**Work item**
Your answer should consist of every line from the records that holds the string "submitted".
[[ Task material, beginning ]]
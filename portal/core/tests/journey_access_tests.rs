// Copyright (c) 2026 Accord Digital
// SPDX-License-Identifier: AGPL-3.0
//! End-to-end checks of the journey-access rules through the real router:
//! identity layer, session cookie, and redirect behavior.

use std::sync::Arc;

use axum::body::Body;
use axum::http::header::{CONTENT_TYPE, COOKIE, LOCATION, SET_COOKIE};
use axum::http::{Method, Request, StatusCode};
use axum::response::Response;
use axum::Router;
use http_body_util::BodyExt;
use tower::ServiceExt;
use uuid::Uuid;

use portal_core::infrastructure::config::PortalConfig;
use portal_core::infrastructure::facade::mock::MockFacadeService;
use portal_core::infrastructure::session_store::InMemorySessionStore;
use portal_core::presentation::{app, AppState};

const SUBJECT: &str = "sam.porter@example.com";

fn test_app() -> Router {
    let state = AppState::with_parts(
        Arc::new(InMemorySessionStore::new()),
        Arc::new(MockFacadeService::new()),
        PortalConfig::local(),
    );
    app(state)
}

async fn send(
    router: &Router,
    method: Method,
    uri: &str,
    cookie: Option<&str>,
    form_body: Option<&str>,
) -> Response {
    let mut builder = Request::builder()
        .method(method)
        .uri(uri)
        .header("x-authenticated-user", SUBJECT);
    if let Some(cookie) = cookie {
        builder = builder.header(COOKIE, cookie);
    }
    let request = match form_body {
        Some(body) => builder
            .header(CONTENT_TYPE, "application/x-www-form-urlencoded")
            .body(Body::from(body.to_string()))
            .unwrap(),
        None => builder.body(Body::empty()).unwrap(),
    };
    router.clone().oneshot(request).await.unwrap()
}

fn session_cookie(response: &Response) -> String {
    let raw = response
        .headers()
        .get(SET_COOKIE)
        .expect("session cookie should be set")
        .to_str()
        .unwrap();
    raw.split(';').next().unwrap().to_string()
}

fn location(response: &Response) -> &str {
    response
        .headers()
        .get(LOCATION)
        .expect("redirect should carry a location")
        .to_str()
        .unwrap()
}

#[tokio::test]
async fn health_needs_no_authentication() {
    let router = test_app();
    let response = router
        .clone()
        .oneshot(Request::get("/health").body(Body::empty()).unwrap())
        .await
        .unwrap();
    assert_eq!(response.status(), StatusCode::OK);
}

#[tokio::test]
async fn requests_without_a_subject_are_rejected() {
    let router = test_app();
    let response = router
        .clone()
        .oneshot(
            Request::get("/manage-account/manage")
                .body(Body::empty())
                .unwrap(),
        )
        .await
        .unwrap();
    assert_eq!(response.status(), StatusCode::UNAUTHORIZED);
}

#[tokio::test]
async fn first_request_mints_a_session_cookie() {
    let router = test_app();
    let response = send(&router, Method::GET, "/manage-account/manage", None, None).await;
    assert_eq!(response.status(), StatusCode::OK);
    assert!(session_cookie(&response).starts_with("portal-session="));
}

#[tokio::test]
async fn skipping_ahead_redirects_to_last_visited_page() {
    let router = test_app();
    let manage = send(&router, Method::GET, "/manage-account/manage", None, None).await;
    let cookie = session_cookie(&manage);

    // Journey is ["manage"]: deep-linking two steps ahead bounces to "manage".
    let response = send(
        &router,
        Method::GET,
        "/manage-account/team-member-permissions",
        Some(&cookie),
        None,
    )
    .await;
    assert_eq!(response.status(), StatusCode::SEE_OTHER);
    assert_eq!(location(&response), "/manage-account/manage");

    // After visiting the email step the redirect target follows the journey.
    send(
        &router,
        Method::GET,
        "/manage-account/team-member-email",
        Some(&cookie),
        None,
    )
    .await;
    let response = send(
        &router,
        Method::GET,
        "/manage-account/team-member-permissions",
        Some(&cookie),
        None,
    )
    .await;
    assert_eq!(response.status(), StatusCode::SEE_OTHER);
    assert_eq!(location(&response), "/manage-account/team-member-email");
}

#[tokio::test]
async fn walking_the_wizard_reaches_each_step() {
    let router = test_app();
    let manage = send(&router, Method::GET, "/manage-account/manage", None, None).await;
    let cookie = session_cookie(&manage);

    send(
        &router,
        Method::GET,
        "/manage-account/team-member-email",
        Some(&cookie),
        None,
    )
    .await;
    let submitted = send(
        &router,
        Method::POST,
        "/manage-account/team-member-email",
        Some(&cookie),
        Some("email=new.member%40example.com"),
    )
    .await;
    assert_eq!(submitted.status(), StatusCode::SEE_OTHER);
    assert_eq!(location(&submitted), "/manage-account/team-member-permissions");

    let next = send(
        &router,
        Method::GET,
        "/manage-account/team-member-permissions",
        Some(&cookie),
        None,
    )
    .await;
    assert_eq!(next.status(), StatusCode::OK);
}

#[tokio::test]
async fn invalid_email_fails_validation_inline() {
    let router = test_app();
    let manage = send(&router, Method::GET, "/manage-account/manage", None, None).await;
    let cookie = session_cookie(&manage);

    let response = send(
        &router,
        Method::POST,
        "/manage-account/team-member-email",
        Some(&cookie),
        Some("email=not-an-email"),
    )
    .await;
    assert_eq!(response.status(), StatusCode::BAD_REQUEST);

    let body = response.into_body().collect().await.unwrap().to_bytes();
    let errors: serde_json::Value = serde_json::from_slice(&body).unwrap();
    assert_eq!(errors["errors"][0]["field"], "email");
}

#[tokio::test]
async fn fresh_permission_journey_redirects_to_its_start_page() {
    let router = test_app();
    let manage = send(&router, Method::GET, "/manage-account/manage", None, None).await;
    let cookie = session_cookie(&manage);
    let id = Uuid::new_v4();

    let response = send(
        &router,
        Method::GET,
        &format!("/manage-permissions/declaration/{id}"),
        Some(&cookie),
        None,
    )
    .await;
    assert_eq!(response.status(), StatusCode::SEE_OTHER);
    assert_eq!(location(&response), format!("/manage-permissions/change/{id}"));
}

#[tokio::test]
async fn permission_start_page_is_reachable_without_prior_state() {
    let router = test_app();
    let manage = send(&router, Method::GET, "/manage-account/manage", None, None).await;
    let cookie = session_cookie(&manage);
    let id = Uuid::new_v4();

    let response = send(
        &router,
        Method::GET,
        &format!("/manage-permissions/change/{id}"),
        Some(&cookie),
        None,
    )
    .await;
    assert_eq!(response.status(), StatusCode::OK);
}

#[tokio::test]
async fn delegated_choice_walks_the_nomination_wizard() {
    let router = test_app();
    let manage = send(&router, Method::GET, "/manage-account/manage", None, None).await;
    let cookie = session_cookie(&manage);
    let id = Uuid::new_v4();

    send(
        &router,
        Method::GET,
        &format!("/manage-permissions/change/{id}"),
        Some(&cookie),
        None,
    )
    .await;

    // Skipping to the relationship step before choosing is bounced back.
    let early = send(
        &router,
        Method::GET,
        &format!("/manage-permissions/relationship/{id}"),
        Some(&cookie),
        None,
    )
    .await;
    assert_eq!(early.status(), StatusCode::SEE_OTHER);
    assert_eq!(location(&early), format!("/manage-permissions/change/{id}"));

    let chosen = send(
        &router,
        Method::POST,
        &format!("/manage-permissions/change/{id}"),
        Some(&cookie),
        Some("permission=delegated"),
    )
    .await;
    assert_eq!(chosen.status(), StatusCode::SEE_OTHER);
    assert_eq!(
        location(&chosen),
        format!("/manage-permissions/relationship/{id}")
    );

    let relationship = send(
        &router,
        Method::GET,
        &format!("/manage-permissions/relationship/{id}"),
        Some(&cookie),
        None,
    )
    .await;
    assert_eq!(relationship.status(), StatusCode::OK);
}

#[tokio::test]
async fn two_permission_journeys_do_not_satisfy_each_other() {
    let router = test_app();
    let manage = send(&router, Method::GET, "/manage-account/manage", None, None).await;
    let cookie = session_cookie(&manage);
    let first = Uuid::new_v4();
    let second = Uuid::new_v4();

    send(
        &router,
        Method::GET,
        &format!("/manage-permissions/change/{first}"),
        Some(&cookie),
        None,
    )
    .await;
    send(
        &router,
        Method::POST,
        &format!("/manage-permissions/change/{first}"),
        Some(&cookie),
        Some("permission=delegated"),
    )
    .await;

    // The first wizard reached "relationship"; the second has no state at all.
    let response = send(
        &router,
        Method::GET,
        &format!("/manage-permissions/relationship/{second}"),
        Some(&cookie),
        None,
    )
    .await;
    assert_eq!(response.status(), StatusCode::SEE_OTHER);
    assert_eq!(
        location(&response),
        format!("/manage-permissions/change/{second}")
    );
}

#[tokio::test]
async fn sign_out_discards_the_session() {
    let router = test_app();
    let manage = send(&router, Method::GET, "/manage-account/manage", None, None).await;
    let cookie = session_cookie(&manage);

    send(
        &router,
        Method::GET,
        "/manage-account/team-member-email",
        Some(&cookie),
        None,
    )
    .await;
    let signed_out = send(
        &router,
        Method::POST,
        "/manage-account/sign-out",
        Some(&cookie),
        None,
    )
    .await;
    assert_eq!(signed_out.status(), StatusCode::SEE_OTHER);

    // The old cookie now maps to an empty session: the wizard starts over.
    let response = send(
        &router,
        Method::GET,
        "/manage-account/team-member-permissions",
        Some(&cookie),
        None,
    )
    .await;
    assert_eq!(response.status(), StatusCode::SEE_OTHER);
    assert_eq!(location(&response), "/manage-account/manage");
}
[[ Task material, end ]]
**Your response**
    let submitted = send(
    assert_eq!(submitted.status(), StatusCode::SEE_OTHER);
    assert_eq!(location(&submitted), "/manage-account/team-member-permissions");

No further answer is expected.